Let's look at each of these reasons in detail.
Data-driven decision-making
A/B testing helps product teams become more data-informed, and better able to resist pressure from stakeholders to build features without a solid business plan.
Lots of product work is innovation - launching new features. Because these features are new, the impact they will have is uncertain. Combine this fact with the cost of running an engineering team, and product work is an expensive activity that offers an uncertain rate of return.
A/B testing lets you understand with much more accuracy the true impact that features have had, and as a result estimate the impact that future features might have.
This is the case even when the impact of new features is very small, and might be impossible to detect without controlled quantitative testing. Instead of having to take a gut call and hope for the best, you can be sure that you’re moving in the right direction and accumulate small changes that over time contribute to big improvements in the user experience and business results.
This allows product work to be significantly derisked, and increases the average rate of return that product teams might deliver.
Once product teams have hard data to support their hypotheses, it’s much easier to steer stakeholders away from ideas that they feel are great, and towards options where there’s a solid hypothesis.
Faster learning
A/B testing can speed up product iteration by detecting smaller changes in metrics unambiguously.
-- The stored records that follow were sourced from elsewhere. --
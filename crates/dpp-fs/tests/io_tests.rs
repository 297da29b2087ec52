//! Behavioural tests for the local filesystem collaborator

use dpp_fs::{Filesystem, LocalFs, NormalizedPath, write_atomic};
use pretty_assertions::assert_eq;
use tempfile::TempDir;

fn root(temp: &TempDir) -> NormalizedPath {
    NormalizedPath::new(temp.path())
}

#[tokio::test]
async fn test_create_dir_all_is_idempotent() {
    let temp = TempDir::new().unwrap();
    let dir = root(&temp).join("base/.dpp");
    let fs = LocalFs::new();

    assert!(!fs.is_dir(&dir).await);
    fs.create_dir_all(&dir).await.unwrap();
    fs.create_dir_all(&dir).await.unwrap();
    assert!(fs.is_dir(&dir).await);
}

#[tokio::test]
async fn test_is_dir_false_for_files() {
    let temp = TempDir::new().unwrap();
    let file = root(&temp).join("plain.txt");
    std::fs::write(file.to_native(), "x").unwrap();

    assert!(!LocalFs::new().is_dir(&file).await);
}

#[tokio::test]
async fn test_write_text_overwrites_whole_file() {
    let temp = TempDir::new().unwrap();
    let file = root(&temp).join("state_vim.vim");
    let fs = LocalFs::new();

    fs.write_text(&file, "first line\nsecond line").await.unwrap();
    fs.write_text(&file, "short").await.unwrap();

    assert_eq!(fs.read_text(&file).await.unwrap(), "short");
}

#[tokio::test]
async fn test_write_text_leaves_no_temp_files() {
    let temp = TempDir::new().unwrap();
    let file = root(&temp).join("cache_vim.vim");

    LocalFs::new().write_text(&file, "[[],{}]").await.unwrap();

    let names: Vec<String> = std::fs::read_dir(temp.path())
        .unwrap()
        .map(|entry| entry.unwrap().file_name().to_string_lossy().into_owned())
        .collect();
    assert_eq!(names, vec!["cache_vim.vim".to_string()]);
}

#[tokio::test]
async fn test_read_missing_file_reports_path() {
    let temp = TempDir::new().unwrap();
    let file = root(&temp).join("missing.vim");

    let err = LocalFs::new().read_text(&file).await.unwrap_err();
    assert!(err.to_string().contains("missing.vim"), "got: {}", err);
}

#[test]
fn test_write_atomic_creates_parent() {
    let temp = TempDir::new().unwrap();
    let file = root(&temp).join("nested/dir/file.vim");

    write_atomic(&file, b"let g:x = 1").unwrap();

    assert_eq!(
        std::fs::read_to_string(file.to_native()).unwrap(),
        "let g:x = 1"
    );
}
Rather than waiting to collect qualitative data from customers, or investing heavily in an area to see if you can drive a significant impact, A/B testing gives you certainty over whether small tests are driving change.
If they are, you can double down on them, confident that you’ll be able to drive more impact. If not, you can avoid further investment and experiment elsewhere to find pockets of value.
Get the Hustle Badger Case Study on Booking.com’s experimentation culture
Confident roll–outs
‘There are essentially three main reasons why we use the experimentation platform as part of our development process.
- It allows us to deploy new code faster and more safely.
- It allows us to turn off individual features quickly when needed.
- It helps us validate that our product changes have the expected impact on the user experience.’
– Lukas Vermeer, Booking.com experimentation
Another use of your experimentation platform is to help deploy code. By putting new features behind a feature flag and monitoring the results between the control and new variant you can see the impact new features are having and turn them off instantly if you see that something is going wrong.
In this case, the A/B test platform acts as an extra safety net. If all shipped code is wrapped in an experiment, then it is easy to turn features off / on.
That said, let’s be clear that a staged roll out is not the same as a true A/B test, and you should be clear about your objectives here.